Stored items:
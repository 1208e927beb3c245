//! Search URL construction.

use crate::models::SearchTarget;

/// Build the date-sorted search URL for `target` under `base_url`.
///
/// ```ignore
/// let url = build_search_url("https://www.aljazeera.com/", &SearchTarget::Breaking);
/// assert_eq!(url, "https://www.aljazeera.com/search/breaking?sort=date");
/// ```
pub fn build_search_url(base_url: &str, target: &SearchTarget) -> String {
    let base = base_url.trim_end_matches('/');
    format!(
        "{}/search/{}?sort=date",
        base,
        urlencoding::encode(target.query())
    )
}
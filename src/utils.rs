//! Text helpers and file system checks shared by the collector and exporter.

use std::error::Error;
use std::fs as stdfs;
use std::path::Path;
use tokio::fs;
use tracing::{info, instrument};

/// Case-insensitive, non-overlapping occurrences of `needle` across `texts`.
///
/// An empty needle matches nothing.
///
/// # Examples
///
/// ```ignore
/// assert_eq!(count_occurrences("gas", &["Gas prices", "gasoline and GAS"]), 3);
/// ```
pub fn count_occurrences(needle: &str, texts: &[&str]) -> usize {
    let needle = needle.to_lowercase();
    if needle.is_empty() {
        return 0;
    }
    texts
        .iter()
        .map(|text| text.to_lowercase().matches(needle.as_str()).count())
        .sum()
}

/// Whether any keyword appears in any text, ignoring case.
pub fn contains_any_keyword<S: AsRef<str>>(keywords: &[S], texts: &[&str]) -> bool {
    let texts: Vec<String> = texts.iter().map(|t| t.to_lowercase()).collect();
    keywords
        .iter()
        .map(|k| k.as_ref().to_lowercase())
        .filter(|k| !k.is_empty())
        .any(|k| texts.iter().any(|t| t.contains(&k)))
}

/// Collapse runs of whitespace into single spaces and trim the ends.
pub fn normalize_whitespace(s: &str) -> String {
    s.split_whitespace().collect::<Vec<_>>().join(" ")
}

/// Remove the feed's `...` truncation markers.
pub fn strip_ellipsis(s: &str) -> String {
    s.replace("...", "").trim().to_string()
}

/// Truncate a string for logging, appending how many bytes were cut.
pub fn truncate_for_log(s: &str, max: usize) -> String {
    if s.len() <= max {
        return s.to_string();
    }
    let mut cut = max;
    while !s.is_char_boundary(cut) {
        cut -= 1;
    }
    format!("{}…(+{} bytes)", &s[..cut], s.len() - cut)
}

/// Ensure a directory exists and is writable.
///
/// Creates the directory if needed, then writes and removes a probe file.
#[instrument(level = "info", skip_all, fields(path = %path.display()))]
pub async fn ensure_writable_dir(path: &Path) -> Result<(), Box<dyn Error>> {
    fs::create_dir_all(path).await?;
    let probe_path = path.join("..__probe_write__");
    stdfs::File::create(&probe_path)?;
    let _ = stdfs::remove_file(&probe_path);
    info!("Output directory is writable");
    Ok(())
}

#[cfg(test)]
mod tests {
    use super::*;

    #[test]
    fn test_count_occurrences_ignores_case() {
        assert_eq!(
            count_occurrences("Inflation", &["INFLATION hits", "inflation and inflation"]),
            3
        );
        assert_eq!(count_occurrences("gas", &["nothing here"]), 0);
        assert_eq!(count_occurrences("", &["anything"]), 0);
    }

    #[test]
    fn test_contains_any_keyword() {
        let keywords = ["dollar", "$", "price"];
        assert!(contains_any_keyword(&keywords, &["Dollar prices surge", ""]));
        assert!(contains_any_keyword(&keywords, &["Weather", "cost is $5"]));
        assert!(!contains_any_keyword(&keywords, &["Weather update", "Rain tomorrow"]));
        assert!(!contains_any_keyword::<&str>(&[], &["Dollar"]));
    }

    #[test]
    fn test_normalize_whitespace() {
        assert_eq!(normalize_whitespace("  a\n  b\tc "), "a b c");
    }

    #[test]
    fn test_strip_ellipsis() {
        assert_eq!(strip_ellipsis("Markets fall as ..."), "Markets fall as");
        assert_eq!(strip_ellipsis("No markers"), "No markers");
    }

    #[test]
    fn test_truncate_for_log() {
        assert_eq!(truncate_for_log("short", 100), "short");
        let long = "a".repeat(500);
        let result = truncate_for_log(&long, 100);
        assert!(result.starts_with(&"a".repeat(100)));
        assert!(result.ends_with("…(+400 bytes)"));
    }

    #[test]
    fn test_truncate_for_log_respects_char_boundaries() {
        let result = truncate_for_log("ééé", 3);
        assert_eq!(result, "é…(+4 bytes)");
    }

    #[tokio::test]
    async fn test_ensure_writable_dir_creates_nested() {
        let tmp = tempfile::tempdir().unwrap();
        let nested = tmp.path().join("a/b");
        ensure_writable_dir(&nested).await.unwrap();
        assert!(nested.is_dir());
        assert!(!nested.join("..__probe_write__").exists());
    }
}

### Exercise goal
Some lines of the data above may hold the word "stdfs"; state how many do, and give only that number.

### Exercise output
3